How does a generator work ?

How does a Generator work

How does a generator work?

Electric generator definition

An electric generator is a device that converts mechanical energy obtained from an external source into electrical energy as the output.

How does a generator work?

How does a Generator work
How does a Generator work

It is important to understand that a generator does not actually ‘create’ electrical energy. Instead, it uses the mechanical energy supplied to it to force the movement of electric charges present in the wire of its windings through an external electric circuit. This flow of electric charges constitutes the output electric current supplied by the generator. This mechanism can be understood by considering the generator to be analogous to a water pump, which causes the flow of water but does not actually ‘create’ the water flowing through it.
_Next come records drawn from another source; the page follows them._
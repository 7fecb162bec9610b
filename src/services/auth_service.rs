//! Authentication service - JWT issuance, refresh, verification and revocation.
//!
//! Access tokens carry the user's profile claims; refresh tokens carry only
//! the user id and can be revoked through the blacklist.

use async_trait::async_trait;
use chrono::{DateTime, Duration, Utc};
use jsonwebtoken::{decode, encode, Algorithm, DecodingKey, EncodingKey, Header, Validation};
use serde::{de::DeserializeOwned, Deserialize, Serialize};
use std::sync::Arc;
use utoipa::ToSchema;
use uuid::Uuid;

use crate::config::{Config, DUMMY_PASSWORD_HASH};
use crate::domain::{normalize_email, Password, User};
use crate::errors::{AppError, AppResult};
use crate::infra::UnitOfWork;

#[derive(Debug, Clone, Copy, PartialEq, Eq, Serialize, Deserialize)]
#[serde(rename_all = "lowercase")]
pub enum TokenType {
    Access,
    Refresh,
}

/// Claims shared by both token types
#[derive(Debug, Clone, PartialEq, Serialize, Deserialize)]
pub struct TokenClaims {
    pub token_type: TokenType,
    pub exp: i64,
    pub iat: i64,
    pub jti: Uuid,
    pub user_id: Uuid,
}

impl TokenClaims {
    fn new(token_type: TokenType, user_id: Uuid, now: DateTime<Utc>, ttl: Duration) -> Self {
        Self {
            token_type,
            exp: (now + ttl).timestamp(),
            iat: now.timestamp(),
            jti: Uuid::new_v4(),
            user_id,
        }
    }

    pub fn expires_at(&self) -> AppResult<DateTime<Utc>> {
        DateTime::from_timestamp(self.exp, 0).ok_or(AppError::InvalidToken)
    }
}

/// Access token payload: the shared claims plus the user's profile
#[derive(Debug, Clone, PartialEq, Serialize, Deserialize)]
pub struct AccessClaims {
    #[serde(flatten)]
    pub base: TokenClaims,
    pub first_name: String,
    pub last_name: String,
    pub email: String,
    /// Full name
    pub name: String,
    pub is_superuser: bool,
    pub is_staff: bool,
}

/// Returned by `POST /auth/jwt/create`
#[derive(Debug, Serialize, Deserialize, ToSchema)]
pub struct TokenPair {
    #[schema(example = "eyJhbGciOiJIUzI1NiIsInR5cCI6IkpXVCJ9...")]
    pub access: String,
    #[schema(example = "eyJhbGciOiJIUzI1NiIsInR5cCI6IkpXVCJ9...")]
    pub refresh: String,
}

/// Returned by `POST /auth/jwt/refresh`
#[derive(Debug, Serialize, Deserialize, ToSchema)]
pub struct AccessToken {
    #[schema(example = "eyJhbGciOiJIUzI1NiIsInR5cCI6IkpXVCJ9...")]
    pub access: String,
}

/// Authentication service trait for dependency injection.
#[async_trait]
pub trait AuthService: Send + Sync {
    /// Check credentials and issue an access/refresh pair
    async fn obtain_pair(&self, email: &str, password: &str) -> AppResult<TokenPair>;

    /// Mint a new access token from a live refresh token
    async fn refresh(&self, refresh_token: &str) -> AppResult<AccessToken>;

    /// Accept any well-signed, unexpired, non-revoked token
    async fn verify(&self, token: &str) -> AppResult<()>;

    /// Revoke a refresh token
    async fn blacklist(&self, refresh_token: &str) -> AppResult<()>;

    /// Decode a bearer credential; only access tokens qualify
    fn verify_access(&self, token: &str) -> AppResult<AccessClaims>;
}

/// HS256 signing and verification with the configured lifetimes.
#[derive(Clone)]
pub struct JwtCodec {
    encoding: EncodingKey,
    decoding: DecodingKey,
    validation: Validation,
    access_ttl: Duration,
    refresh_ttl: Duration,
}

impl JwtCodec {
    pub fn new(config: &Config) -> Self {
        Self {
            encoding: EncodingKey::from_secret(config.jwt_secret_bytes()),
            decoding: DecodingKey::from_secret(config.jwt_secret_bytes()),
            validation: Validation::new(Algorithm::HS256),
            access_ttl: Duration::minutes(config.access_token_minutes),
            refresh_ttl: Duration::hours(config.refresh_token_hours),
        }
    }

    pub fn access_claims(&self, user: &User, now: DateTime<Utc>) -> AccessClaims {
        AccessClaims {
            base: TokenClaims::new(TokenType::Access, user.id, now, self.access_ttl),
            first_name: user.first_name.clone(),
            last_name: user.last_name.clone(),
            email: user.email.clone(),
            name: user.full_name(),
            is_superuser: user.is_superuser,
            is_staff: user.is_staff,
        }
    }

    pub fn refresh_claims(&self, user: &User, now: DateTime<Utc>) -> TokenClaims {
        TokenClaims::new(TokenType::Refresh, user.id, now, self.refresh_ttl)
    }

    pub fn encode<T: Serialize>(&self, claims: &T) -> AppResult<String> {
        encode(&Header::new(Algorithm::HS256), claims, &self.encoding)
            .map_err(|e| AppError::internal(format!("Token signing failed: {}", e)))
    }

    /// Decode and validate signature and expiry.
    pub fn decode<T: DeserializeOwned>(&self, token: &str) -> AppResult<T> {
        decode::<T>(token, &self.decoding, &self.validation)
            .map(|data| data.claims)
            .map_err(|e| {
                tracing::debug!(error = %e, "Rejected token");
                AppError::InvalidToken
            })
    }

    fn decode_refresh(&self, token: &str) -> AppResult<TokenClaims> {
        let claims: TokenClaims = self.decode(token)?;
        if claims.token_type != TokenType::Refresh {
            return Err(AppError::InvalidToken);
        }
        Ok(claims)
    }
}

/// Concrete implementation of AuthService using Unit of Work.
pub struct Authenticator<U: UnitOfWork> {
    uow: Arc<U>,
    codec: JwtCodec,
}

impl<U: UnitOfWork> Authenticator<U> {
    pub fn new(uow: Arc<U>, config: &Config) -> Self {
        Self {
            uow,
            codec: JwtCodec::new(config),
        }
    }

    async fn ensure_not_blacklisted(&self, claims: &TokenClaims) -> AppResult<()> {
        if self.uow.blacklist().contains(claims.jti).await? {
            return Err(AppError::InvalidToken);
        }
        Ok(())
    }
}

#[async_trait]
impl<U: UnitOfWork> AuthService for Authenticator<U> {
    async fn obtain_pair(&self, email: &str, password: &str) -> AppResult<TokenPair> {
        let email = normalize_email(email);
        let user = self.uow.users().find_by_email(&email).await?;

        // Verify against a dummy hash when the account is missing so both
        // paths cost one Argon2 verification.
        let stored = Password::from_hash(
            user.as_ref()
                .map(|u| u.password_hash.clone())
                .unwrap_or_else(|| DUMMY_PASSWORD_HASH.to_string()),
        );
        let password_valid = stored.verify(password);

        let user = match user {
            Some(user) if password_valid && user.is_active => user,
            _ => return Err(AppError::InvalidCredentials),
        };

        let now = Utc::now();
        let access = self.codec.encode(&self.codec.access_claims(&user, now))?;
        let refresh = self.codec.encode(&self.codec.refresh_claims(&user, now))?;

        self.uow.users().record_login(user.id, now).await?;
        tracing::info!(user_id = %user.id, "Issued token pair");

        Ok(TokenPair { access, refresh })
    }

    async fn refresh(&self, refresh_token: &str) -> AppResult<AccessToken> {
        let claims = self.codec.decode_refresh(refresh_token)?;
        self.ensure_not_blacklisted(&claims).await?;

        let user = self
            .uow
            .users()
            .find_by_id(claims.user_id)
            .await?
            .filter(|u| u.is_active)
            .ok_or(AppError::InvalidToken)?;

        let access = self.codec.encode(&self.codec.access_claims(&user, Utc::now()))?;
        Ok(AccessToken { access })
    }

    async fn verify(&self, token: &str) -> AppResult<()> {
        let claims: TokenClaims = self.codec.decode(token)?;
        if claims.token_type == TokenType::Refresh {
            self.ensure_not_blacklisted(&claims).await?;
        }
        Ok(())
    }

    async fn blacklist(&self, refresh_token: &str) -> AppResult<()> {
        let claims = self.codec.decode_refresh(refresh_token)?;
        self.uow
            .blacklist()
            .add(claims.jti, claims.user_id, claims.expires_at()?)
            .await?;

        tracing::info!(user_id = %claims.user_id, jti = %claims.jti, "Refresh token blacklisted");
        Ok(())
    }

    fn verify_access(&self, token: &str) -> AppResult<AccessClaims> {
        let claims: AccessClaims = self.codec.decode(token)?;
        if claims.base.token_type != TokenType::Access {
            return Err(AppError::InvalidToken);
        }
        Ok(claims)
    }
}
The modern-day generator works on the principle of electromagnetic induction discovered by Michael Faraday in 1831-32. Faraday discovered that the above flow of electric charges could be induced by moving an electrical conductor, such as a wire that contains electric charges, in a magnetic field. This movement creates a voltage difference between the two ends of the wire or electrical conductor, which in turn causes the electric charges to flow, thus generating electric current.

Electric Generator Diagram
Electric Generator Diagram

Image credits-(www.dieselserviceandsupply.com)

Main components of a generator

The main components of an electric generator are as follows :

(1) Engine
(2) Alternator
(3) Fuel System
(4) Voltage Regulator
(5) Cooling and Exhaust Systems
(6) Lubrication System
(7) Battery Charger
(8) Control Panel
(9) Main Assembly / Frame

Types of Generators

Diesel Generators

Diesel engines are noted for durability, long-life and normally lower maintenance. A diesel engine operating at 1800 rpm can run from 12,000 to 30,000 hours between major maintenance services. The same gas powered engine may need major servicing after 6,000 to 10,000 hours of operation.

Diesel fuel burns cooler than gasoline reducing the heat, and the wear, on the engine. Power produced from diesel generators can also be lower in cost through the increased efficiency, higher energy density, of diesel fuel. While diesel was formally a “dirty” fuel, improvements in engine technology have reduced diesel emissions. Blends of up to 20% biodiesel can normally be used safely in regular diesel engines.

Natural Gas Generators

Natural gas generators use propane or liquefied petroleum gas. Natural gas offers the advantage of easy storage in below or above ground tanks. It is also a clean burning fuel, reducing problems with emissions. Generators that run on natural gas are durable but they can be more expensive in initial purchase.

While natural gas is often less expensive than other fuels, it must be trucked to your facility, which can increase the operating costs. A natural gas generator has a lower output than a similar sized diesel generator. You may need to move up a size to get the same results. Natural gas generators are an excellent choice for technology providers as a backup power source.

Petroleum

Gasoline powered generators usually have a lower purchase price. While gas generators can run for long periods, they do require maintenance that is more extensive. The gasoline deteriorates rubber components causing the engine to wear faster. Gasoline storage is more difficult due to a higher potential for fire or explosion. In addition, the gasoline itself deteriorates making long-term storage a less than ideal choice. Gasoline generators are not the best choice for larger industrial applications.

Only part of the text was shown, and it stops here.